Football Friends Online – When 90 Mins Is Not EnoughMuch ado about nothing - Football Friends Online - When 90 Mins Is Not Enough Much ado about nothing - Football Friends Online - When 90 Mins Is Not Enough

Much ado about nothing

When Theo Walcott left St Mary’s for the dizzy heights of the Premier League and Arsenal, the only thing that outweighed his hefty transfer fee was the expectation surrounding him, something he has struggled to live up to. 

Since leaving Southampton in 2006 Walcott has made 138 appearances for Arsenal as well as 21 England caps, not to mention making the 2006 World Cup in Germany thanks to his inclusion from the then manager Sven-Goran Eriksson.

But it’s not all as successful as it seems, with the 22-year-old’s quality failing to improve with age, leaving the winger in a stagnant state at the Emirates. 

By 2008 the London-born Walcott had become Arsenal’s youngest ever play in the Champions League (since beaten by Jack Wilshere), played in a Carling Cup Final, both scored and assisted in major games for the Gunners, and won Young Sports Personality of the Year. Those achievements brought significant praise from his manager, Arsene Wenger, who stated that Walcott was now able to “make his shift from a boy, to a man, and shall soon be a monster”. The only way is up?

Comparisons to Thierry Henry led to the Southampton Academy graduate receiving the hallowed number 14 shirt for the 2008-09 season, with signs of the ‘monster’ hatching, but not yet breathing fire. 

Injuries had marred much of his progression: dislocated shoulder, back injury, knee injury, hamstring, ankle injury. An impressive arsenal of injuries for someone of such tender age. But it is both narrow minded and naive to blame his slow progression on injuries alone. 

Despite making the 2006 World Cup as part of the England squad, Walcott was left out of Fabio Capello’s team that would travel to Germany for the 2010 World Cup, signalling how his career, despite an improvement in profile, has failed to sore in the laps of the Gods. 

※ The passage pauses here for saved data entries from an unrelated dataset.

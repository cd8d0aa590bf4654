//! Typed request arguments and reply bodies.

use std::collections::HashMap;

use serde::{Deserialize, Serialize};
use serde_json::Value;

use super::types::*;
use super::DebugCommand;

// ============================================================================
// Session lifecycle
// ============================================================================

/// Client capabilities declared by `initialize`.
#[derive(Debug, Clone, Serialize)]
#[serde(rename_all = "camelCase")]
pub struct InitializeArguments {
    #[serde(rename = "clientID")]
    pub client_id: String,
    pub client_name: String,
    #[serde(rename = "adapterID")]
    pub adapter_id: String,
    pub path_format: String,
    pub lines_start_at1: bool,
    pub columns_start_at1: bool,
    pub supports_variable_type: bool,
    pub supports_variable_paging: bool,
    pub supports_run_in_terminal_request: bool,
    pub locale: String,
}

impl InitializeArguments {
    pub fn for_adapter(adapter_id: impl Into<String>) -> Self {
        Self {
            client_id: "kdbg".to_string(),
            client_name: "kdbg".to_string(),
            adapter_id: adapter_id.into(),
            path_format: "path".to_string(),
            lines_start_at1: true,
            columns_start_at1: true,
            supports_variable_type: true,
            supports_variable_paging: true,
            supports_run_in_terminal_request: true,
            locale: "en".to_string(),
        }
    }
}

impl DebugCommand for InitializeArguments {
    const COMMAND: &'static str = "initialize";
    type Body = Capabilities;
}

#[derive(Debug, Clone, Default, Serialize)]
pub struct AttachArguments {}

impl DebugCommand for AttachArguments {
    const COMMAND: &'static str = "attach";
    type Body = Value;
}

#[derive(Debug, Clone, Default, Serialize)]
#[serde(rename_all = "camelCase")]
pub struct DisconnectArguments {
    pub restart: bool,
    pub terminate_debuggee: bool,
}

impl DebugCommand for DisconnectArguments {
    const COMMAND: &'static str = "disconnect";
    type Body = Value;
}

#[derive(Debug, Clone, Default, Serialize)]
pub struct ConfigurationDoneArguments {}

impl DebugCommand for ConfigurationDoneArguments {
    const COMMAND: &'static str = "configurationDone";
    type Body = Value;
}

#[derive(Debug, Clone, Default, Serialize)]
pub struct DebugInfoArguments {}

impl DebugCommand for DebugInfoArguments {
    const COMMAND: &'static str = "debugInfo";
    type Body = DebugInfoResponseBody;
}

/// Breakpoints the kernel holds for one source path.
#[derive(Debug, Clone, Default, PartialEq, Serialize, Deserialize)]
#[serde(rename_all = "camelCase")]
pub struct DebugInfoBreakpoints {
    pub source: String,
    #[serde(default)]
    pub breakpoints: Vec<SourceBreakpoint>,
}

/// Authoritative kernel-side debugger state.
#[derive(Debug, Clone, Default, PartialEq, Serialize, Deserialize)]
#[serde(rename_all = "camelCase", default)]
pub struct DebugInfoResponseBody {
    pub is_started: bool,
    pub hash_method: String,
    pub hash_seed: u32,
    pub tmp_file_prefix: String,
    pub tmp_file_suffix: String,
    pub breakpoints: Vec<DebugInfoBreakpoints>,
    pub stopped_threads: Vec<i64>,
    pub rich_rendering: bool,
    pub exception_paths: Vec<String>,
    pub copy_to_globals: bool,
}

// ============================================================================
// Sources and breakpoints
// ============================================================================

#[derive(Debug, Clone, Serialize)]
pub struct DumpCellArguments {
    pub code: String,
}

impl DebugCommand for DumpCellArguments {
    const COMMAND: &'static str = "dumpCell";
    type Body = DumpCellResponseBody;
}

#[derive(Debug, Clone, Default, PartialEq, Serialize, Deserialize)]
#[serde(rename_all = "camelCase")]
pub struct DumpCellResponseBody {
    pub source_path: String,
}

#[derive(Debug, Clone, Serialize)]
#[serde(rename_all = "camelCase")]
pub struct SetBreakpointsArguments {
    pub breakpoints: Vec<SourceBreakpoint>,
    pub source: Source,
    pub source_modified: bool,
}

impl SetBreakpointsArguments {
    pub fn for_path(path: impl Into<String>, breakpoints: Vec<SourceBreakpoint>) -> Self {
        Self {
            breakpoints,
            source: Source::from_path(path),
            source_modified: false,
        }
    }
}

impl DebugCommand for SetBreakpointsArguments {
    const COMMAND: &'static str = "setBreakpoints";
    type Body = SetBreakpointsResponseBody;
}

#[derive(Debug, Clone, Default, PartialEq, Serialize, Deserialize)]
pub struct SetBreakpointsResponseBody {
    #[serde(default)]
    pub breakpoints: Vec<Breakpoint>,
}

#[derive(Debug, Clone, Serialize)]
#[serde(rename_all = "camelCase")]
pub struct SetExceptionBreakpointsArguments {
    pub filters: Vec<String>,
    pub exception_options: Vec<ExceptionOptions>,
}

impl DebugCommand for SetExceptionBreakpointsArguments {
    const COMMAND: &'static str = "setExceptionBreakpoints";
    type Body = Value;
}

#[derive(Debug, Clone, Serialize)]
#[serde(rename_all = "camelCase")]
pub struct SourceArguments {
    pub source: Source,
    pub source_reference: i64,
}

impl DebugCommand for SourceArguments {
    const COMMAND: &'static str = "source";
    type Body = SourceResponseBody;
}

#[derive(Debug, Clone, Default, PartialEq, Serialize, Deserialize)]
#[serde(rename_all = "camelCase")]
pub struct SourceResponseBody {
    #[serde(default)]
    pub content: String,
    #[serde(default, skip_serializing_if = "Option::is_none")]
    pub mime_type: Option<String>,
}

#[derive(Debug, Clone, Default, Serialize)]
pub struct ModulesArguments {}

impl DebugCommand for ModulesArguments {
    const COMMAND: &'static str = "modules";
    type Body = ModulesResponseBody;
}

#[derive(Debug, Clone, Default, PartialEq, Serialize, Deserialize)]
#[serde(rename_all = "camelCase")]
pub struct ModulesResponseBody {
    #[serde(default)]
    pub modules: Vec<Module>,
    #[serde(default, skip_serializing_if = "Option::is_none")]
    pub total_modules: Option<i64>,
}

// ============================================================================
// Execution control
// ============================================================================

macro_rules! thread_command {
    ($name:ident, $command:literal) => {
        #[derive(Debug, Clone, Serialize)]
        #[serde(rename_all = "camelCase")]
        pub struct $name {
            pub thread_id: i64,
        }

        impl DebugCommand for $name {
            const COMMAND: &'static str = $command;
            type Body = Value;
        }
    };
}

thread_command!(ContinueArguments, "continue");
thread_command!(NextArguments, "next");
thread_command!(StepInArguments, "stepIn");
thread_command!(StepOutArguments, "stepOut");

// ============================================================================
// Inspection
// ============================================================================

#[derive(Debug, Clone, Serialize)]
#[serde(rename_all = "camelCase")]
pub struct StackTraceArguments {
    pub thread_id: i64,
}

impl DebugCommand for StackTraceArguments {
    const COMMAND: &'static str = "stackTrace";
    type Body = StackTraceResponseBody;
}

#[derive(Debug, Clone, Default, PartialEq, Serialize, Deserialize)]
#[serde(rename_all = "camelCase")]
pub struct StackTraceResponseBody {
    #[serde(default)]
    pub stack_frames: Vec<StackFrame>,
    #[serde(default, skip_serializing_if = "Option::is_none")]
    pub total_frames: Option<i64>,
}

#[derive(Debug, Clone, Serialize)]
#[serde(rename_all = "camelCase")]
pub struct ScopesArguments {
    pub frame_id: i64,
}

impl DebugCommand for ScopesArguments {
    const COMMAND: &'static str = "scopes";
    type Body = ScopesResponseBody;
}

#[derive(Debug, Clone, Default, PartialEq, Serialize, Deserialize)]
pub struct ScopesResponseBody {
    #[serde(default)]
    pub scopes: Vec<Scope>,
}

#[derive(Debug, Clone, Serialize)]
#[serde(rename_all = "camelCase")]
pub struct VariablesArguments {
    pub variables_reference: i64,
}

impl DebugCommand for VariablesArguments {
    const COMMAND: &'static str = "variables";
    type Body = VariablesResponseBody;
}

#[derive(Debug, Clone, Default, PartialEq, Serialize, Deserialize)]
pub struct VariablesResponseBody {
    #[serde(default)]
    pub variables: Vec<Variable>,
}

/// Lists the variables defined at the top level of the kernel.
#[derive(Debug, Clone, Default, Serialize)]
pub struct InspectVariablesArguments {}

impl DebugCommand for InspectVariablesArguments {
    const COMMAND: &'static str = "inspectVariables";
    type Body = VariablesResponseBody;
}

#[derive(Debug, Clone, Serialize)]
#[serde(rename_all = "camelCase")]
pub struct RichInspectVariablesArguments {
    pub variable_name: String,
    #[serde(skip_serializing_if = "Option::is_none")]
    pub frame_id: Option<i64>,
}

impl DebugCommand for RichInspectVariablesArguments {
    const COMMAND: &'static str = "richInspectVariables";
    type Body = RichVariableBody;
}

/// Mime bundle rendering of a variable.
#[derive(Debug, Clone, Default, PartialEq, Serialize, Deserialize)]
pub struct RichVariableBody {
    #[serde(default)]
    pub data: HashMap<String, Value>,
    #[serde(default)]
    pub metadata: HashMap<String, Value>,
}

#[derive(Debug, Clone, Serialize)]
#[serde(rename_all = "camelCase")]
pub struct CopyToGlobalsArguments {
    pub src_variable_name: String,
    pub dst_variable_name: String,
    pub src_frame_id: i64,
}

impl DebugCommand for CopyToGlobalsArguments {
    const COMMAND: &'static str = "copyToGlobals";
    type Body = Value;
}

#[derive(Debug, Clone, Serialize)]
#[serde(rename_all = "camelCase")]
pub struct EvaluateArguments {
    pub context: String,
    pub expression: String,
    #[serde(skip_serializing_if = "Option::is_none")]
    pub frame_id: Option<i64>,
}

impl DebugCommand for EvaluateArguments {
    const COMMAND: &'static str = "evaluate";
    type Body = EvaluateResponseBody;
}

#[derive(Debug, Clone, Default, PartialEq, Serialize, Deserialize)]
#[serde(rename_all = "camelCase")]
pub struct EvaluateResponseBody {
    #[serde(default)]
    pub result: String,
    #[serde(rename = "type", default, skip_serializing_if = "Option::is_none")]
    pub type_name: Option<String>,
    #[serde(default)]
    pub variables_reference: i64,
}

Although he plays as a winger, criticism of his final delivery has been rife and verified, and despite possessing electric pace, leaving defenders in his wake has been a rare and surprising occurrence. The monster is in need of drastic incubation. 

The arrival of Alex Oxlade-Chamberlain in the summer, also from Southampton, has only highlighted Walcott’s failures, with the latest St Mary’s hotshot already showing much more promise at the Emirates than Walcott has in five years. Fans and critics alike bemoan the number of foreign players at Arsenal, but when homegrown players turn out to be so ineffectual, is it any wonder Wenger turns elsewhere?

Murmurs have been coming from Walcott’s corner suggesting he may move on from the Gunners in a quest for trophies, a large dose of irony considering his failure to produce is a contributing factor to Arsenal’s baron seven years without a trophy to place in the dusty cabinet. 

Patience is running out with Walcott, and the faith that he will be England’s main man in years to come is waning, and that is only further assisted by Oxlade-Chamberlain, who has already ousted Walcott from the starting eleven this season showing much more maturity, class and skill than his predecessor. 

Walcott arrived on the scene with a huge price tag and seemingly endless amount of potential, but could leave Arsenal in the summer for a far diminished price tag, wallowing in the shadow of what he always should have been, Alex Oxlade-Chamberlain.